Reducing Co2 emissions is almost by definition restrictive, and so governmental climate policy is bound to step on somebody’s feet, however, particularly the well protected feet of powerful lobbies. That’s why the environmental lobby Greenpeace is disappointed with the government’s failure to take Austrian industry to task.

In a review of the European emissions trading scheme (a market-based approach to the problem of curbing industrial carbon dioxide emissions by a system of credits), the head of the European Commission, Jose Manuel Barosso, demanded that Austrian industry reduce emissions more swiftly. Chancellor Alfred Gusenbauer jumped to the industry’s defence, telling Barosso he believed the Commission review may have been too harsh.

Yet European policy makers freely admit that the system has been a failed experiment marked out by a crass over-allocation of credits. The Austrian government’s defence of big industry’s "right to pollute" seems out of kilter with a genuine desire to reduce CO2. It also rankles with Austrian drivers told to leave their cars at home and with the travellers told recently by Josef Pröll to restrict their annual holiday flights.
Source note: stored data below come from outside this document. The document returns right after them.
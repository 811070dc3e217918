//! Login Form Component

use leptos::prelude::*;
use leptos::task::spawn_local;

use crate::api;
use crate::context::{use_app_context, View};
use crate::session;
use crate::storage::LocalStore;

#[component]
pub fn LoginForm() -> impl IntoView {
    let ctx = use_app_context();

    let (email, set_email) = signal(String::new());
    let (password, set_password) = signal(String::new());
    let (error, set_error) = signal::<Option<String>>(None);
    let (loading, set_loading) = signal(false);

    let on_submit = move |ev: web_sys::SubmitEvent| {
        ev.prevent_default();
        if loading.get() {
            return;
        }
        let email_val = email.get();
        let password_val = password.get();
        set_loading.set(true);
        set_error.set(None);

        spawn_local(async move {
            match api::login(&email_val, &password_val).await {
                Ok(resp) => {
                    session::store_token(&LocalStore, &resp.access_token);
                    ctx.navigate(View::Board);
                }
                Err(err) => {
                    web_sys::console::error_1(&format!("login failed: {err}").into());
                    set_error.set(Some(err.user_message()));
                }
            }
            set_loading.set(false);
        });
    };

    view! {
        <div class="auth-page">
            <form class="auth-form" on:submit=on_submit>
                <h1>"Log In"</h1>

                <input
                    type="email"
                    placeholder="Email"
                    prop:value=move || email.get()
                    on:input=move |ev| set_email.set(event_target_value(&ev))
                />
                <input
                    type="password"
                    placeholder="Password"
                    prop:value=move || password.get()
                    on:input=move |ev| set_password.set(event_target_value(&ev))
                />

                {move || error.get().map(|msg| view! {
                    <p class="error-message">{msg}</p>
                })}

                <button type="submit" disabled=move || loading.get()>
                    {move || if loading.get() { "Logging in..." } else { "Log In" }}
                </button>

                <button
                    type="button"
                    class="link-btn"
                    on:click=move |_| ctx.navigate(View::Register)
                >
                    "No account? Register"
                </button>
            </form>
        </div>
    }
}
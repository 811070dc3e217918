//! Board Endpoints

use gloo_net::http::Request;
use serde::Serialize;

use super::{bearer, decode_json, expect_ok, ApiError, BASE_URL};
use crate::models::Board;

#[derive(Serialize)]
struct CreateBoardArgs<'a> {
    name: &'a str,
}

pub async fn list_boards(token: &str) -> Result<Vec<Board>, ApiError> {
    let response = Request::get(&format!("{BASE_URL}/boards"))
        .header("Authorization", &bearer(token))
        .send()
        .await?;
    decode_json(response).await
}

pub async fn create_board(token: &str, name: &str) -> Result<(), ApiError> {
    let response = Request::post(&format!("{BASE_URL}/boards"))
        .header("Authorization", &bearer(token))
        .json(&CreateBoardArgs { name })?
        .send()
        .await?;
    expect_ok(response).await
}

pub async fn delete_board(token: &str, id: u32) -> Result<(), ApiError> {
    let response = Request::delete(&format!("{BASE_URL}/boards/{id}"))
        .header("Authorization", &bearer(token))
        .send()
        .await?;
    expect_ok(response).await
}
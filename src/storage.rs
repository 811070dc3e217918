//! Client-Side Storage
//!
//! Key-value persistence behind a small trait so the session and theme
//! logic can run against an in-memory fake in tests instead of
//! `window.localStorage`.

#[cfg(test)]
use std::cell::RefCell;
#[cfg(test)]
use std::collections::HashMap;

/// Storage key for the session token
pub const TOKEN_KEY: &str = "token";
/// Storage key for the theme preference
pub const THEME_KEY: &str = "theme";

pub trait KeyValueStore {
    fn get(&self, key: &str) -> Option<String>;
    fn set(&self, key: &str, value: &str);
    fn remove(&self, key: &str);
}

/// `window.localStorage` backed store
#[derive(Clone, Copy, Default)]
pub struct LocalStore;

fn local_storage() -> Option<web_sys::Storage> {
    web_sys::window().and_then(|w| w.local_storage().ok().flatten())
}

impl KeyValueStore for LocalStore {
    fn get(&self, key: &str) -> Option<String> {
        local_storage().and_then(|s| s.get_item(key).ok().flatten())
    }

    fn set(&self, key: &str, value: &str) {
        if let Some(storage) = local_storage() {
            let _ = storage.set_item(key, value);
        }
    }

    fn remove(&self, key: &str) {
        if let Some(storage) = local_storage() {
            let _ = storage.remove_item(key);
        }
    }
}

/// In-memory store, stands in for localStorage in tests
#[cfg(test)]
#[derive(Default)]
pub struct MemoryStore(RefCell<HashMap<String, String>>);

#[cfg(test)]
impl KeyValueStore for MemoryStore {
    fn get(&self, key: &str) -> Option<String> {
        self.0.borrow().get(key).cloned()
    }

    fn set(&self, key: &str, value: &str) {
        self.0.borrow_mut().insert(key.to_string(), value.to_string());
    }

    fn remove(&self, key: &str) {
        self.0.borrow_mut().remove(key);
    }
}

#[cfg(test)]
mod tests {
    use super::*;

    #[test]
    fn test_memory_store_round_trip() {
        let store = MemoryStore::default();
        assert_eq!(store.get(TOKEN_KEY), None);

        store.set(TOKEN_KEY, "abc123");
        assert_eq!(store.get(TOKEN_KEY), Some("abc123".to_string()));

        // Last write wins
        store.set(TOKEN_KEY, "def456");
        assert_eq!(store.get(TOKEN_KEY), Some("def456".to_string()));

        store.remove(TOKEN_KEY);
        assert_eq!(store.get(TOKEN_KEY), None);
    }

    #[test]
    fn test_keys_are_independent() {
        let store = MemoryStore::default();
        store.set(TOKEN_KEY, "abc123");
        store.set(THEME_KEY, "dark");

        store.remove(TOKEN_KEY);
        assert_eq!(store.get(THEME_KEY), Some("dark".to_string()));
    }
}
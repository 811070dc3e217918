//! Task Item Component
//!
//! One task row: summary line with completion marker, collapsible
//! description (client-side only, default hidden), completion toggle,
//! direct status selector and delete control.

use leptos::prelude::*;
use leptos::task::spawn_local;

use crate::api;
use crate::context::use_app_context;
use crate::models::{status_label, Task, TASK_STATUSES};
use crate::session;
use crate::storage::LocalStore;

#[component]
pub fn TaskItem(task: Task, set_error: WriteSignal<Option<String>>) -> impl IntoView {
    let ctx = use_app_context();

    let id = task.id;
    let completed = task.completed;
    let summary = task.summary();
    let description = task
        .description
        .clone()
        .unwrap_or_else(|| "No description provided.".to_string());
    let current_status = task.status.clone().unwrap_or_default();

    // Resets to hidden on every list refresh
    let (show_desc, set_show_desc) = signal(false);

    let toggle_completion = move |_| {
        let next = !completed;
        spawn_local(async move {
            let Some(token) = session::load_token(&LocalStore) else {
                return;
            };
            // The status label follows the flag; the second call only
            // runs after the first succeeded.
            let result = async {
                api::set_task_completed(&token, id, next).await?;
                api::set_task_status(&token, id, status_label(next)).await
            }
            .await;
            match result {
                Ok(()) => ctx.reload_tasks(),
                Err(err) => {
                    web_sys::console::error_1(&format!("failed to toggle task: {err}").into());
                    set_error.set(Some(err.user_message()));
                }
            }
        });
    };

    let update_status = move |ev: web_sys::Event| {
        let new_status = event_target_value(&ev);
        spawn_local(async move {
            let Some(token) = session::load_token(&LocalStore) else {
                return;
            };
            match api::set_task_status(&token, id, &new_status).await {
                Ok(()) => ctx.reload_tasks(),
                Err(err) => {
                    web_sys::console::error_1(
                        &format!("failed to update task status: {err}").into(),
                    );
                    set_error.set(Some(err.user_message()));
                }
            }
        });
    };

    let delete_task = move |_| {
        let confirmed = web_sys::window()
            .map(|w| {
                w.confirm_with_message("Are you sure you want to delete this task?")
                    .unwrap_or(false)
            })
            .unwrap_or(false);
        if !confirmed {
            return;
        }
        spawn_local(async move {
            let Some(token) = session::load_token(&LocalStore) else {
                return;
            };
            match api::delete_task(&token, id).await {
                Ok(()) => ctx.reload_tasks(),
                Err(err) => {
                    web_sys::console::error_1(&format!("failed to delete task: {err}").into());
                    set_error.set(Some(err.user_message()));
                }
            }
        });
    };

    view! {
        <li class="task-row">
            <div class="task-line">
                <span class="task-summary" class:completed=completed>
                    {summary}
                </span>
                <button
                    class="desc-toggle-btn"
                    on:click=move |_| set_show_desc.update(|v| *v = !*v)
                >
                    {move || if show_desc.get() { "Hide Description" } else { "Show Description" }}
                </button>
            </div>

            <Show when=move || show_desc.get()>
                <div class="task-description">
                    <strong>"Description: "</strong>
                    {description.clone()}
                </div>
            </Show>

            <div class="task-actions">
                <button class="complete-btn" on:click=toggle_completion>
                    {if completed { "Mark as Incomplete" } else { "Mark as Complete" }}
                </button>
                <select class="status-select" on:change=update_status>
                    {TASK_STATUSES.iter().map(|s| view! {
                        <option value=*s selected={current_status == *s}>
                            {*s}
                        </option>
                    }).collect_view()}
                </select>
                <button class="delete-btn" on:click=delete_task>
                    "Delete"
                </button>
            </div>
        </li>
    }
}
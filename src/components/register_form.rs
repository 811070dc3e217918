//! Registration Form Component

use leptos::prelude::*;
use leptos::task::spawn_local;

use crate::api;
use crate::context::{use_app_context, View};

#[component]
pub fn RegisterForm() -> impl IntoView {
    let ctx = use_app_context();

    let (email, set_email) = signal(String::new());
    let (password, set_password) = signal(String::new());
    let (error, set_error) = signal::<Option<String>>(None);
    let (loading, set_loading) = signal(false);

    let on_submit = move |ev: web_sys::SubmitEvent| {
        ev.prevent_default();
        if loading.get() {
            return;
        }
        let email_val = email.get();
        let password_val = password.get();
        set_loading.set(true);
        set_error.set(None);

        spawn_local(async move {
            match api::register(&email_val, &password_val).await {
                Ok(()) => {
                    if let Some(window) = web_sys::window() {
                        let _ = window
                            .alert_with_message("Registration successful. Please log in.");
                    }
                    ctx.navigate(View::Login);
                }
                Err(err) => {
                    web_sys::console::error_1(&format!("registration failed: {err}").into());
                    set_error.set(Some(err.user_message()));
                }
            }
            set_loading.set(false);
        });
    };

    view! {
        <div class="auth-page">
            <form class="auth-form" on:submit=on_submit>
                <h1>"Register"</h1>

                <input
                    type="email"
                    placeholder="Email"
                    prop:value=move || email.get()
                    on:input=move |ev| set_email.set(event_target_value(&ev))
                />
                <input
                    type="password"
                    placeholder="Password"
                    prop:value=move || password.get()
                    on:input=move |ev| set_password.set(event_target_value(&ev))
                />

                {move || error.get().map(|msg| view! {
                    <p class="error-message">{msg}</p>
                })}

                <button type="submit" disabled=move || loading.get()>
                    {move || if loading.get() { "Registering..." } else { "Register" }}
                </button>

                <button
                    type="button"
                    class="link-btn"
                    on:click=move |_| ctx.navigate(View::Login)
                >
                    "Already registered? Log in"
                </button>
            </form>
        </div>
    }
}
Erwin Maier of Greenpeace accused Gusenbauer of presenting the interests of individual firms as synonymous with the interests of the average Austrians. Efforts to develop greener industrial technology, the idea behind the carbon trading system, would create far more jobs and revenue for Austria than the restrictions would endanger, Maier said.

It’s the power of the industrial lobby that has led Greenpeace to propose a national referendum, to give the reforms an electoral mandate. They have proposed a package of CO2 taxes to go before the public in the autumn, as a matter of ‘take it or leave it.’

But what if the population votes against the measures? Maier shrugged his squarely-built shoulders: "I think they’d vote yes," he insisted. "What choice do we have? Traditional party politics has failed us on this issue."

Whether the referendum ever seen the light of day is doubtful. During the Apr. 16 summit, Pröll dismissed the idea out of hand.

Greenpeace were not the only delegates to leave the Hofburg summit disappointed. Other NGO’s complained that they had heard a lot of talk but few concrete action plans. Still, they can look forward to next year: Chancellor Gusenbauer wants the summit to become an annual event, aimed at bringing in new ideas for combating global warming.

Soon, however, ideas alone might not be enough.